Your goal:
From the entries below, extract every line that includes the word "Option".

┌─ Data for the task

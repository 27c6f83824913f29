//! Request and response snapshots exchanged between the host and the cache.

use bytes::Bytes;
use serde::{Deserialize, Serialize};
use url::Url;

use crate::Error;

/// Whether a request loads a top-level document or a sub-resource.
#[derive(Debug, Clone, Copy, PartialEq, Eq, Default, Serialize, Deserialize, schemars::JsonSchema)]
#[serde(rename_all = "lowercase")]
pub enum Destination {
    /// Top-level document load (`request.mode == "navigate"`).
    Navigate,
    #[default]
    Subresource,
}

/// Read-only snapshot of an outgoing request at the moment of interception.
#[derive(Debug, Clone, PartialEq, Eq)]
pub struct InterceptedRequest {
    pub method: String,
    pub url: Url,
    pub destination: Destination,
    pub accept: Option<String>,
}

impl InterceptedRequest {
    /// A `GET` sub-resource request for `url`.
    pub fn get(url: Url) -> Self {
        Self { method: "GET".to_string(), url, destination: Destination::Subresource, accept: None }
    }

    /// Parse `url` and build a request with the given method.
    pub fn parse(method: &str, url: &str) -> Result<Self, Error> {
        let url = Url::parse(url.trim()).map_err(|e| Error::InvalidUrl(format!("{url}: {e}")))?;
        Ok(Self { method: method.trim().to_ascii_uppercase(), ..Self::get(url) })
    }

    /// Mark the request as a top-level navigation.
    pub fn navigate(mut self) -> Self {
        self.destination = Destination::Navigate;
        self
    }

    pub fn with_accept(mut self, accept: impl Into<String>) -> Self {
        self.accept = Some(accept.into());
        self
    }

    pub fn with_method(mut self, method: impl Into<String>) -> Self {
        self.method = method.into();
        self
    }

    pub fn is_get(&self) -> bool {
        self.method.eq_ignore_ascii_case("GET")
    }

    pub fn is_navigation(&self) -> bool {
        self.destination == Destination::Navigate
    }
}

/// A response as seen by the requesting page, cached or not.
#[derive(Debug, Clone, PartialEq, Eq)]
pub struct Response {
    pub status: u16,
    pub status_text: String,
    /// Header name/value pairs in wire order.
    pub headers: Vec<(String, String)>,
    pub body: Bytes,
    /// URL the response was produced for, if known.
    pub url: Option<String>,
}

impl Response {
    pub fn new(status: u16, body: impl Into<Bytes>) -> Self {
        Self { status, status_text: String::new(), headers: Vec::new(), body: body.into(), url: None }
    }

    pub fn with_header(mut self, name: impl Into<String>, value: impl Into<String>) -> Self {
        self.headers.push((name.into(), value.into()));
        self
    }

    pub fn with_status_text(mut self, text: impl Into<String>) -> Self {
        self.status_text = text.into();
        self
    }

    /// Synthetic response returned when neither cache nor network can answer.
    pub fn offline() -> Self {
        Self::new(503, Bytes::from_static(b"Offline"))
            .with_status_text("Service Unavailable")
            .with_header("Content-Type", "text/plain")
    }

    /// 2xx, the only statuses ever written to a bucket.
    pub fn is_success(&self) -> bool {
        (200..300).contains(&self.status)
    }

    /// First header value matching `name`, compared case-insensitively.
    pub fn header(&self, name: &str) -> Option<&str> {
        self.headers
            .iter()
            .find(|(k, _)| k.eq_ignore_ascii_case(name))
            .map(|(_, v)| v.as_str())
    }

    pub fn content_type(&self) -> Option<&str> {
        self.header("content-type")
    }
}

#[cfg(test)]
mod tests {
    use super::*;

    #[test]
    fn test_parse_uppercases_method() {
        let req = InterceptedRequest::parse("post", "https://example.com/api/bookings").unwrap();
        assert_eq!(req.method, "POST");
        assert!(!req.is_get());
        assert_eq!(req.destination, Destination::Subresource);
    }

    #[test]
    fn test_parse_invalid_url() {
        let result = InterceptedRequest::parse("GET", "not a url");
        assert!(matches!(result, Err(Error::InvalidUrl(_))));
    }

    #[test]
    fn test_builders() {
        let req = InterceptedRequest::parse("GET", "https://example.com/providers")
            .unwrap()
            .navigate()
            .with_accept("text/html");
        assert!(req.is_navigation());
        assert_eq!(req.accept.as_deref(), Some("text/html"));
        assert!(req.with_method("get").is_get());
    }

    #[test]
    fn test_offline_response() {
        let resp = Response::offline();
        assert_eq!(resp.status, 503);
        assert_eq!(resp.status_text, "Service Unavailable");
        assert_eq!(&resp.body[..], b"Offline");
        assert_eq!(resp.content_type(), Some("text/plain"));
        assert!(!resp.is_success());
    }

    #[test]
    fn test_header_lookup_case_insensitive() {
        let resp = Response::new(200, "ok").with_header("ETag", "\"abc\"");
        assert_eq!(resp.header("etag"), Some("\"abc\""));
        assert_eq!(resp.header("last-modified"), None);
        assert!(resp.is_success());
    }
}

└─

Answer space:
    pub accept: Option<String>,
    pub url: Option<String>,
    pub fn header(&self, name: &str) -> Option<&str> {
    pub fn content_type(&self) -> Option<&str> {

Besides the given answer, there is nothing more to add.